A new attack that lets malicious threat actors modify the content of digitally signed PDF documents have rendered Fifteen out of 28 desktop PDF viewer applications as vulnerable to exploitation. According to new research published by academics from the Ruhr-University Bochum in Germany, the list of vulnerable applications includes Adobe Acrobat Pro, Adobe Acrobat Reader, Perfect PDF, Foxit Reader, PDFelement, among others.
This technique of forging documents is named as a Shadow Attack by academics.
The concept of “view layers” is the main idea behind the Shadow Attack. According to this concept, different sets of content are overlaid on top of each other inside a PDF document.
A Shadow Attack is when a threat actor prepares a document with different layers and sends it to a victim. With a benign layer on top, the victim digitally signs the document but the visible layer is changed to another once the attackers receive the document.
Since the layer was a part of the original document that the victim signed, changing the visibility of the layer doesn’t alter the cryptographic signature and still enables the attacker to use the legally binding document for heinous actions. These actions could include the payment receipt or sum in a PDF payment order or altering contract clauses.
Three different versions of Shadow Attack exists according to the researchers –
- Hide – When the PDF’s standard incremental update feature is used by the attackers to hide a layer without replacing it with anything else.
- Replace – When the PDF standard’s interactive form feature is used to replace the original content with a modified value.
- Hide-and-replace – This is when the attackers use a second PDF document in the original document to replace it altogether.
According to researchers the most powerful variant among the three is the Hide-and-Replace attack variant since the content of the entire document can be exchanged. Influencing the presentation of each page, or even the total number of pages, as well as each object contained therein the attacker can build a complete shadow document.
Researchers add further, PDF documents even when digitally signed, allow unused PDF objects to be present inside their content and hence, Shadow Attacks are possible. PDF viewer apps that remove unused PDF objects when signing a document are immune to Shadow Attacks.
Available Patches
The PDF app maker team was contacted by the researchers along with the Computer Emergency Response Team of Germany to report this new attack vector and have it patched before going public with their findings earlier this week.

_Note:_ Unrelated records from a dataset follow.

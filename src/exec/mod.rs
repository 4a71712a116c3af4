//! The child-process launchers.
//!
//! Two variants share one outcome type: pipe mode captures stdout/stderr
//! through two anonymous pipes, PTY mode attaches the child to a
//! pseudo-terminal for programs that refuse to run without one. Both tee
//! every byte the child produces to the parent's own stdout/stderr and to
//! per-task log files.

mod pipe;
mod pty;
mod shape;

pub use shape::{shape, ShapeError};

use log::trace;
use nix::errno::Errno;
use nix::sys::wait::{waitpid, WaitStatus};
use nix::unistd::Pid;

use std::ffi::CString;
use std::io::Write;
use std::os::fd::BorrowedFd;
use std::path::{Path, PathBuf};

/// Sentinel returned when the child was terminated by a signal instead of
/// exiting normally.
pub const ABNORMAL_EXIT: i32 = -617;

/// Bounded read size for the tee loops.
pub const READ_BUFFER_SIZE: usize = 2048;

/// Identity the child switches to after fork, before exec.
#[derive(Clone, Debug)]
pub struct IdentityContext {
    pub user: String,
    pub group: String,
}

/// Everything a launcher needs for one child execution.
pub struct LaunchSpec<'a> {
    pub argv: &'a [CString],
    pub stdout_log: &'a Path,
    pub stderr_log: &'a Path,
    pub identity: Option<&'a IdentityContext>,
    pub clear_environment: bool,
}

/// The two dispatch variants. Selected per unit via `force_pty`.
#[derive(Clone, Copy, Debug, Eq, PartialEq)]
pub enum Launcher {
    Pipe,
    Pty,
}

impl Launcher {
    pub fn for_unit(force_pty: bool) -> Self {
        if force_pty {
            Self::Pty
        } else {
            Self::Pipe
        }
    }

    /// Run the child to completion. Returns its exit status (0-255), or
    /// [`ABNORMAL_EXIT`] if it was killed by a signal.
    pub fn run(&self, spec: &LaunchSpec) -> Result<i32, ExecError> {
        if spec.argv.is_empty() {
            return Err(ExecError::EmptyArgv);
        }
        trace!("Launching ({self:?}): {:?}", spec.argv);
        match self {
            Self::Pipe => pipe::run(spec),
            Self::Pty => pty::run(spec),
        }
    }
}

#[derive(Debug)]
pub enum ExecError {
    EmptyArgv,
    OpenLog(PathBuf, std::io::Error),
    CreatePipe(Errno),
    Fork(Errno),
    Poll(Errno),
    Read(Errno),
    TerminalWrite(Errno),
    LogWrite(std::io::Error),
    Wait(Errno),
    NotATty(Errno),
    PtySetup(Errno),
    RawMode(Errno),
}

impl std::fmt::Display for ExecError {
    fn fmt(&self, fmt: &mut std::fmt::Formatter) -> std::fmt::Result {
        let msg = match self {
            Self::EmptyArgv => "Refusing to launch an empty argv".to_string(),
            Self::OpenLog(path, e) => {
                format!("Could not open log file '{}': {e}", path.display())
            }
            Self::CreatePipe(e) => format!("Could not create pipe: {e}"),
            Self::Fork(e) => format!("Fork failed: {e}"),
            Self::Poll(e) => format!("Poll failed: {e}"),
            Self::Read(e) => format!("Read from child failed: {e}"),
            Self::TerminalWrite(e) => format!("Write to terminal failed: {e}"),
            Self::LogWrite(e) => format!("Write to log file failed: {e}"),
            Self::Wait(e) => format!("Could not reap child: {e}"),
            Self::NotATty(e) => {
                format!("PTY mode requires the caller to be attached to a terminal: {e}")
            }
            Self::PtySetup(e) => format!("Could not allocate pseudo-terminal: {e}"),
            Self::RawMode(e) => format!("Could not put terminal into raw mode: {e}"),
        };
        fmt.write_str(msg.as_str())
    }
}

/// Open a log file append-create, before any fork happens.
pub(crate) fn open_log(path: &Path) -> Result<std::fs::File, ExecError> {
    std::fs::OpenOptions::new()
        .create(true)
        .append(true)
        .open(path)
        .map_err(|e| ExecError::OpenLog(path.to_path_buf(), e))
}

/// Duplicate `oldfd` onto `newfd`, retrying on interrupt.
pub(crate) fn dup2_retry(oldfd: libc::c_int, newfd: libc::c_int) {
    while unsafe { libc::dup2(oldfd, newfd) } == -1 && Errno::last() == Errno::EINTR {}
}

/// Write the whole buffer to a raw descriptor, retrying partial writes and
/// interrupts until every byte is out.
pub(crate) fn write_all_fd(fd: BorrowedFd, mut buf: &[u8]) -> Result<(), ExecError> {
    while !buf.is_empty() {
        match nix::unistd::write(fd, buf) {
            Ok(0) => return Err(ExecError::TerminalWrite(Errno::EIO)),
            Ok(n) => buf = &buf[n..],
            Err(Errno::EINTR) | Err(Errno::EAGAIN) => continue,
            Err(e) => return Err(ExecError::TerminalWrite(e)),
        }
    }
    Ok(())
}

/// Tee one chunk of child output: fully into the log file, fully onto the
/// parent's terminal descriptor.
pub(crate) fn tee(
    chunk: &[u8],
    log: &mut std::fs::File,
    terminal: BorrowedFd,
) -> Result<(), ExecError> {
    log.write_all(chunk).map_err(ExecError::LogWrite)?;
    write_all_fd(terminal, chunk)
}

/// Final child-side steps shared by both launchers: optional environment
/// clear, optional identity switch, exec. Diverges; the child never returns
/// to the caller.
pub(crate) fn exec_child(spec: &LaunchSpec) -> ! {
    if spec.clear_environment {
        // between fork and exec, and allocation-free on purpose
        unsafe { libc::clearenv() };
    }

    if let Some(identity) = spec.identity {
        if let Err(e) = crate::platform::switch_identity(&identity.user, &identity.group) {
            eprintln!("rex: aborting launch: {e}");
            unsafe { libc::_exit(1) };
        }
    }

    if let Err(e) = nix::unistd::execvp(&spec.argv[0], spec.argv) {
        eprintln!("rex: failed on execvp in child: {e}");
    }
    unsafe { libc::_exit(127) };
}

/// Wait for the child and translate its status into the shared outcome.
pub(crate) fn reap(child: Pid) -> Result<i32, ExecError> {
    loop {
        match waitpid(child, None) {
            Ok(WaitStatus::Exited(_, code)) => return Ok(code),
            Ok(WaitStatus::Signaled(_, _, _)) => return Ok(ABNORMAL_EXIT),
            Ok(_) => continue,
            Err(Errno::EINTR) => continue,
            Err(e) => return Err(ExecError::Wait(e)),
        }
    }
}

pub(crate) fn parent_stdout() -> BorrowedFd<'static> {
    // stdout of the parent process outlives every launch
    unsafe { BorrowedFd::borrow_raw(libc::STDOUT_FILENO) }
}

pub(crate) fn parent_stderr() -> BorrowedFd<'static> {
    unsafe { BorrowedFd::borrow_raw(libc::STDERR_FILENO) }
}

The Shadow Attack is currently tracked with the CVE-2020-9592andCVE-2020-9596 identifiers
To make sure the PDF documents they sign can’t be tampered with via a Shadow Attack, our security experts advise organizations to update their PDF viewer apps.
This is the second time in two years that the same group of threat actors has broken digital signatures for PDF viewer applications. In February 2019, the same team broke the digital signing mechanism on 21 of 22 desktop PDF viewer apps and five of seven online PDF digital signing services to create documents with fake signatures.
Because it doesn’t tamper with the digital signature, as the first attack, but with the content of the PDF without breaking the signature, their new Shadow Attack is very different from their first attempt.